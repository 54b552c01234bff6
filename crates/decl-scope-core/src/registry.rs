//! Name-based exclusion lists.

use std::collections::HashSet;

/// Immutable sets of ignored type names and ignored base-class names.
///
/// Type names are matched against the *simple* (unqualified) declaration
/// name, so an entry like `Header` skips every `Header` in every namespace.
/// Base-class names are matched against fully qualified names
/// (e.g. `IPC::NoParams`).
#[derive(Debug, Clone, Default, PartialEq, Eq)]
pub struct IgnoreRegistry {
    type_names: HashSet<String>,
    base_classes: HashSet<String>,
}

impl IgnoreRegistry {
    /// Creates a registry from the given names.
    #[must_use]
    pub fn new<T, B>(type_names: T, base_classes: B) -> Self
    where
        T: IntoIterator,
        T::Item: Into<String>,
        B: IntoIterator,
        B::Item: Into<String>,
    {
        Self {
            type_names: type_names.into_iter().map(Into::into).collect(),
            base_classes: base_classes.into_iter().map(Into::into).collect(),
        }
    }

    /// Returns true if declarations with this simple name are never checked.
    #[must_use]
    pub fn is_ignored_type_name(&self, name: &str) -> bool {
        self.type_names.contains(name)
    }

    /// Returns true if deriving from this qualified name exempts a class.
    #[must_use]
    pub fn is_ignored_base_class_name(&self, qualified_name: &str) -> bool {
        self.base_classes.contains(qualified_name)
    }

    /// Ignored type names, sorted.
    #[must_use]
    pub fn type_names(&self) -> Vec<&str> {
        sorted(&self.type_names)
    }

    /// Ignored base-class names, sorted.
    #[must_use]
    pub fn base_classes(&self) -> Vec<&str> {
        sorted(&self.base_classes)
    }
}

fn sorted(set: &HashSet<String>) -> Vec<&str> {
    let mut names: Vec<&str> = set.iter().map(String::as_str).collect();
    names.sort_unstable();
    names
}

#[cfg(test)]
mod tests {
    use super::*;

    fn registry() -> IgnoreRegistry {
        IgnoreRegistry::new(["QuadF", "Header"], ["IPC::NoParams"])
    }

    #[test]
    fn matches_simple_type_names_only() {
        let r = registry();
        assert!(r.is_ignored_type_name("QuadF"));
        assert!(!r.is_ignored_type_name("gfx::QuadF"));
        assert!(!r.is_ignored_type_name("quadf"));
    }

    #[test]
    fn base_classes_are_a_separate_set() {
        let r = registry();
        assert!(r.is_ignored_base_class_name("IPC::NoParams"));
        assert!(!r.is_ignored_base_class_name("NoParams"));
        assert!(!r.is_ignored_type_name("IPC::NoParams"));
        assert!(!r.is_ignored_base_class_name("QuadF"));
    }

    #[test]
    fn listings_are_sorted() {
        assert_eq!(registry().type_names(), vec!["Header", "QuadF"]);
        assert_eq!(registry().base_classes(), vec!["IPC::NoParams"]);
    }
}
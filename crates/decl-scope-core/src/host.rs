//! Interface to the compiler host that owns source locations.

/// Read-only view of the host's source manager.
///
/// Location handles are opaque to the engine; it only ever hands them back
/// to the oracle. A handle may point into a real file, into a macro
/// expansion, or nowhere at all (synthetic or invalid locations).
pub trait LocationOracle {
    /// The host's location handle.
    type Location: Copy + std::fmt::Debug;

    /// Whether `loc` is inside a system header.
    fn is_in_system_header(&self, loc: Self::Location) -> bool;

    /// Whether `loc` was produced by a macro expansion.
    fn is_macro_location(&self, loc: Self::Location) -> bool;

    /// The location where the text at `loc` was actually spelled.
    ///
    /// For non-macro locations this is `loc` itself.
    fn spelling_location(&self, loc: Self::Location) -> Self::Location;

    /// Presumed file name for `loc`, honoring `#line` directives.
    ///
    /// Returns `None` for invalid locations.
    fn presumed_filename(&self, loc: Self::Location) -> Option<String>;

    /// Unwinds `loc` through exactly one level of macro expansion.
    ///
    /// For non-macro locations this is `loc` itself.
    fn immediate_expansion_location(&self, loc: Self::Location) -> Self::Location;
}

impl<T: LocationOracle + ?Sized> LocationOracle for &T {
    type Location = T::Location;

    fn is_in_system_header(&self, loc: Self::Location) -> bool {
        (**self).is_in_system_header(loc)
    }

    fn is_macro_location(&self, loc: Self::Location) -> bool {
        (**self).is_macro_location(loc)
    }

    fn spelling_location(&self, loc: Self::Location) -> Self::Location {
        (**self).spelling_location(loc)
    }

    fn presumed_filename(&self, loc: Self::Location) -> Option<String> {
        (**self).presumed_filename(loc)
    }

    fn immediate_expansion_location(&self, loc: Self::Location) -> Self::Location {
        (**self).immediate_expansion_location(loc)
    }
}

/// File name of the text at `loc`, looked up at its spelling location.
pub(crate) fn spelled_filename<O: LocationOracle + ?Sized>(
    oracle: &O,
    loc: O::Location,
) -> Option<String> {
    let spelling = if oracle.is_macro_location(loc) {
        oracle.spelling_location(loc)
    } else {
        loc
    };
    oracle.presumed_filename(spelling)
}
* * * * * * * * *
> [Try it]:
Each line in the data that holds the word "Debug" must be copied.

> [Solution to the exercise]:
#[derive(Debug, Clone, Default, PartialEq, Eq)]
    type Location: Copy + std::fmt::Debug;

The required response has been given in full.